# ICS Mms.apk onto JB?



## mathcolo (Jul 2, 2012)

Hey everyone, this is an age-old problem, but Android's Mms application still really likes to convert long SMS messages to MMS even on Jelly Bean. I wouldn't mind this, but MMS messages tend to take longer to send and longer to receive, so it's unnecessary. For an Ice Cream Sandwich device I'd download the android source and recompile Mms without this behavior, but I'm running 4.1 and we obviously don't have the Jelly Bean source yet. Do you guys think it will work for me to mod the ICS Mms application and then put it on my Jelly Bean Galaxy Nexus?
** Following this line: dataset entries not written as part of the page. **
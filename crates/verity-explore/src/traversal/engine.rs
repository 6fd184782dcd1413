//! Depth-first symbolic exploration of one function's flow graph.
//!
//! Each path state is advanced node by node. When an operation on a symbolic
//! term has several feasible outcomes, the state continues with the first one
//! and the others become sibling states that replay the node with a different
//! choice. Every choice that excludes a feasible alternative adds an atom to
//! the path constraint, so the constraint of a terminated path describes
//! exactly the inputs that follow it.

use std::collections::BTreeSet;
use std::sync::atomic::{AtomicBool, Ordering};

use serde::{Deserialize, Serialize};
use tracing::{debug, warn};
use verity_compiler::compile::raised_class;
use verity_compiler::graph::{FlowNode, LoopGuard, NodeId, RaiseSpec};
use verity_compiler::signature::{RaiseSite, SigEntry, Terminal};
use verity_compiler::{AnalyzedModule, CompiledFunction};
use verity_ir::ast::BoolOp;
use verity_ir::{Expr, ExprId, ExprKind, Stmt, StmtKind, Target};
use verity_model::{ops, CmpOp, ErrorKind, OpError, TypeTag, Value};
use verity_sandbox::builtins;

use super::runner::ExploreConfig;
use super::state::{Choice, IterState, PathJob, PathState};
use super::tracker::Tracker;
use crate::solver::constraint::{Atom, Outcome, Probe, SymExpr};
use crate::solver::{SolveError, Solver};

/// Counters kept by the explorer.
#[derive(Debug, Clone, Default, PartialEq, Eq, Serialize, Deserialize)]
pub struct EngineStats {
    /// Terminated paths handed to the pool.
    pub emitted: u64,
    /// Sibling states created at fork points.
    pub forks: u64,
    /// Terminated paths whose predicted signature was already explored.
    pub duplicates: u64,
    pub unanalyzable: u64,
    /// Paths that reached behaviour without a symbolic model.
    pub unmodelled: u64,
    pub step_limited: u64,
    pub depth_limited: u64,
    /// Paths cut where a loop would exceed its bound.
    pub loop_limited: u64,
    pub infeasible: u64,
    /// Forks abandoned because a query ran out of SAT calls.
    pub solver_timeouts: u64,
    pub solver_errors: u64,
    /// A query hit the solver's wall-clock backstop and exploration stopped.
    pub deadline_reached: bool,
}

#[derive(Debug, Clone, Copy)]
enum Dropped {
    Unanalyzable,
    Unmodelled,
    StepLimit,
    DepthLimit,
    LoopBound,
    Infeasible,
    SolverBudget,
    SolverError,
    SolverDeadline,
    Cancelled,
}

/// Why evaluation of a path stopped before reaching its next node.
enum Stop {
    /// The path raises `kind` at `site`.
    Raise(ErrorKind, RaiseSite),
    Drop(Dropped),
}

fn unmodelled<T>() -> Result<T, Stop> {
    Err(Stop::Drop(Dropped::Unmodelled))
}

fn unbound_local(site: RaiseSite) -> Stop {
    Stop::Raise(ErrorKind::Other("UnboundLocalError".to_string()), site)
}

/// How the outcomes of a fork point are filtered and ordered.
enum Plan {
    /// A recorded decision edge; not yet covered edges first.
    Edge { node: NodeId, forced: Option<bool> },
    /// An unrecorded truth test (`and`/`or`, conditional expressions).
    Cond,
    Eval,
    Select,
}

impl Plan {
    /// Outcomes assumed for terms over opaque values.
    fn blind(&self) -> Vec<Outcome> {
        match self {
            Plan::Edge { .. } | Plan::Cond => vec![Outcome::Holds(true), Outcome::Holds(false)],
            Plan::Eval | Plan::Select => vec![Outcome::Completes],
        }
    }
}

/// Replay cursor over the choices made inside the current node.
struct Ctx {
    script: Vec<Choice>,
    pos: usize,
    forks: Vec<Vec<Choice>>,
}

impl Ctx {
    fn new(script: Vec<Choice>) -> Self {
        Self {
            script,
            pos: 0,
            forks: Vec::new(),
        }
    }

    fn replay(&mut self) -> Option<Choice> {
        let choice = self.script.get(self.pos).cloned();
        if choice.is_some() {
            self.pos += 1;
        }
        choice
    }

    fn fork(&mut self, alternative: Choice) {
        let mut script = self.script[..self.pos].to_vec();
        script.push(alternative);
        self.forks.push(script);
    }

    fn record(&mut self, choice: Choice) -> Choice {
        self.script.push(choice.clone());
        self.pos += 1;
        choice
    }
}

/// Parameter type-tag combinations in priority order: hinted tags first,
/// combinations with a smaller total rank before larger ones, so every
/// parameter leaves its first tag early.
struct DomainCursor {
    orders: Vec<Vec<TypeTag>>,
    /// Rank of the current tag per parameter; `None` once exhausted.
    ranks: Option<Vec<usize>>,
}

impl DomainCursor {
    fn new(function: &CompiledFunction, explore_unhinted: bool) -> Self {
        let orders: Vec<Vec<TypeTag>> = (0..function.arity())
            .map(|i| {
                let mut order: Vec<TypeTag> = Vec::new();
                for tag in function.hints.tags(i) {
                    if !order.contains(tag) {
                        order.push(*tag);
                    }
                }
                if explore_unhinted || order.is_empty() {
                    for tag in TypeTag::ALL {
                        if !order.contains(&tag) {
                            order.push(tag);
                        }
                    }
                }
                order
            })
            .collect();
        Self {
            ranks: Some(vec![0; orders.len()]),
            orders,
        }
    }

    /// Fill `ranks[from..]` with the lexicographically smallest ranks summing to `total`.
    fn fill(&self, ranks: &mut [usize], from: usize, mut total: usize) -> bool {
        for i in (from..ranks.len()).rev() {
            let top = self.orders[i].len() - 1;
            ranks[i] = top.min(total);
            total -= ranks[i];
        }
        total == 0
    }

    /// Successor of `ranks`: same total rank if possible, else the next total.
    fn successor(&self, mut ranks: Vec<usize>) -> Option<Vec<usize>> {
        let n = ranks.len();
        let mut suffix = 0;
        for i in (0..n).rev() {
            if i + 1 < n {
                suffix += ranks[i + 1];
            }
            if suffix > 0 && ranks[i] + 1 < self.orders[i].len() {
                ranks[i] += 1;
                if self.fill(&mut ranks, i + 1, suffix - 1) {
                    return Some(ranks);
                }
            }
        }
        let total: usize = ranks.iter().sum::<usize>() + 1;
        self.fill(&mut ranks, 0, total).then_some(ranks)
    }

    fn next(&mut self) -> Option<Vec<TypeTag>> {
        let ranks = self.ranks.take()?;
        let tags = ranks
            .iter()
            .zip(&self.orders)
            .map(|(r, order)| order[*r])
            .collect();
        self.ranks = self.successor(ranks);
        Some(tags)
    }
}

/// The assignable place an expression denotes, if any.
fn place_of(expr: &Expr) -> Option<Target> {
    match &expr.kind {
        ExprKind::Name(n) => Some(Target::Name(n.clone())),
        ExprKind::Subscript { value, index } => Some(Target::Subscript {
            id: expr.id,
            base: Box::new(place_of(value)?),
            index: (**index).clone(),
        }),
        _ => None,
    }
}

/// Fold a term that cannot raise on any path reaching it.
fn settle(term: SymExpr) -> Result<SymExpr, Stop> {
    if !term.is_concrete() {
        return Ok(term);
    }
    term.eval(&[])
        .map(SymExpr::Const)
        .map_err(|_| Stop::Drop(Dropped::Unmodelled))
}

fn sequence(items: Vec<SymExpr>, tuple: bool) -> SymExpr {
    match items.iter().map(SymExpr::as_const).collect::<Option<Vec<_>>>() {
        Some(values) => {
            let values = values.into_iter().cloned().collect();
            SymExpr::Const(if tuple { Value::Tuple(values) } else { Value::List(values) })
        }
        None if tuple => SymExpr::Tuple(items),
        None => SymExpr::List(items),
    }
}

pub struct Engine<'a> {
    module: &'a AnalyzedModule,
    function: &'a CompiledFunction,
    solver: &'a Solver,
    tracker: &'a Tracker,
    config: &'a ExploreConfig,
    cancel: &'a AtomicBool,
    stack: Vec<PathState>,
    domains: DomainCursor,
    /// Decision edges of every path emitted so far.
    emitted_edges: BTreeSet<(NodeId, bool)>,
    next_seq: u64,
    stats: EngineStats,
}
Will there be side effects?


----------



## mathcolo (Jul 2, 2012)

Hi again, I found a solution to this problem and I just wanted to update in case anyone else comes across this thread. I ended up downloading AOKP and pulling its Mms.apk out, and replacing the stock Jelly Bean Mms.apk with the AOKP one. Now I have a more functional Messaging app that won't convert long SMS to MMS on Jelly Bean!  It feels to me like it isn't perfectly lag-free butter like the stock application, but that's probably just in my head.

Cheers everyone!


----------



## jmrnet (Jul 6, 2012)

Thanks for coming back and posting this. I did exactly as you said and it is working great.  The sms to mms thing was KILLING me. Who's crappy idea was that anyway...


----------



## ERIFNOMI (Jun 30, 2011)

Are you on a CDMA Gnex? I think that SMS to MMS thing is a GSM thing and is still around since the VZW JB build came from a GMS dump.


----------



## mathcolo (Jul 2, 2012)

ERIFNOMI said:


> Are you on a CDMA Gnex? I think that SMS to MMS thing is a GSM thing and is still around since the VZW JB build came from a GMS dump.


Yup, I'm on verizon! That makes sense. Hopefully that gets fixed across everyone's builds soon, but for now the AOKP Mms.apk works quite well!


----------